Case: A 27-year-old female with a seven-year history of type 1 diabetes mellitus (T1DM) was hospitalised and successfully managed for diabetic ketoacidosis (DKA) secondary to persistent nausea, vomiting and poor sick day management. On specific questioning, her vomiting was induced by oxycodone and pregabalin which were being trialled as treatment for a three-month history of worsening, lower back pain and severe distal lower limb, nocturnal neuropathic pain, associated with paraesthesia. Trials of oxycodone, meloxicam and pregabalin were ineffective.
Since her diagnosis, her glycaemic control was poor resulting in multiple episodes of DKA. However, recent lifestyle modifications and better family support resulted in rapid improvement in glycaemic control, evidenced by a reduction in HbA1c from 13.3% to 6.4% within four months.
Examination was consistent with a lower limb sensory neuropathy with reduced sensation to monofilament testing up to the ankles bilaterally. There was no lower limb weakness. There was no focal spinal tenderness and her lumbar flexion was normal.
Investigations for autoimmune, thyroid and nutritional causes of neuropathy were unremarkable. A MRI of the spine did not reveal a cause for the symptoms.
Her symptoms were strongly suggestive of treatment-induced neuropathy of diabetes (TIND).
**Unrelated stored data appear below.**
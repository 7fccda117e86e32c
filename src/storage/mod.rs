//! Database pool and persistence operations

pub mod db;

// Re-exports for convenience
pub use db::{create_pool, get_connection, DbConnection, DbPool};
Given pain refractory to pre-existing therapy, duloxetine was commenced and an assessment for consideration of local nerve decompression was arranged.
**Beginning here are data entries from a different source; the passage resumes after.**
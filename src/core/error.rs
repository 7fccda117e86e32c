use thiserror::Error;

/// Centralized error types for the application
///
/// All errors in the application are converted to this enum for consistent error handling.
/// Uses `thiserror` for automatic error conversion and display formatting.
#[derive(Error, Debug)]
pub enum AppError {
    /// Database-related errors
    #[error("Database error: {0}")]
    Database(#[from] rusqlite::Error),

    /// Database connection pool errors
    #[error("Database pool error: {0}")]
    DatabasePool(#[from] r2d2::Error),

    /// Telegram API errors
    #[error("Telegram error: {0}")]
    Telegram(#[from] teloxide::RequestError),

    /// HTTP/Fetch errors
    #[error("HTTP error: {0}")]
    Http(#[from] reqwest::Error),

    /// HTTP status code errors
    #[error("HTTP request failed with status: {0}")]
    HttpStatus(reqwest::StatusCode),

    /// Rates feed errors (unreachable feed, malformed XML, empty table)
    #[error("Rates feed error: {0}")]
    Feed(String),

    /// Unknown currency code in a rate lookup or conversion
    #[error("Unknown currency: {0}")]
    UnknownCurrency(String),

    /// Email sending/building errors
    #[error("Email error: {0}")]
    Email(String),

    /// IO errors
    #[error("IO error: {0}")]
    Io(#[from] std::io::Error),

    /// URL parsing errors
    #[error("URL parsing error: {0}")]
    Url(#[from] url::ParseError),

    /// Decimal parsing errors (amounts, rates)
    #[error("Invalid decimal value: {0}")]
    Decimal(#[from] bigdecimal::ParseBigDecimalError),

    /// Anyhow errors (for general error handling)
    #[error("Application error: {0}")]
    Anyhow(#[from] anyhow::Error),

    /// Validation errors
    #[error("Validation error: {0}")]
    Validation(String),
}

/// Type alias for Result with AppError
pub type AppResult<T> = Result<T, AppError>;

impl From<String> for AppError {
    fn from(err: String) -> Self {
        AppError::Validation(err)
    }
}

impl From<&str> for AppError {
    fn from(err: &str) -> Self {
        AppError::Validation(err.to_string())
    }
}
Discussion: TIND is an under-recognised iatrogenic complication of diabetes management with unclear incidence, however may be up to 90% amongst those with a > 5% change in HbA1c over 3 months.1,2,3 The pain is often severe and difficult to manage with analgesics but usually improves gradually in the long-term.1 It is also associated with faster progression of retinopathy and microalbuminuria.3 Awareness of this iatrogenic complication of rapid improvement in glycaemic control is important to reduce the risk of morbidity amongst those with long term poor glycaemic control.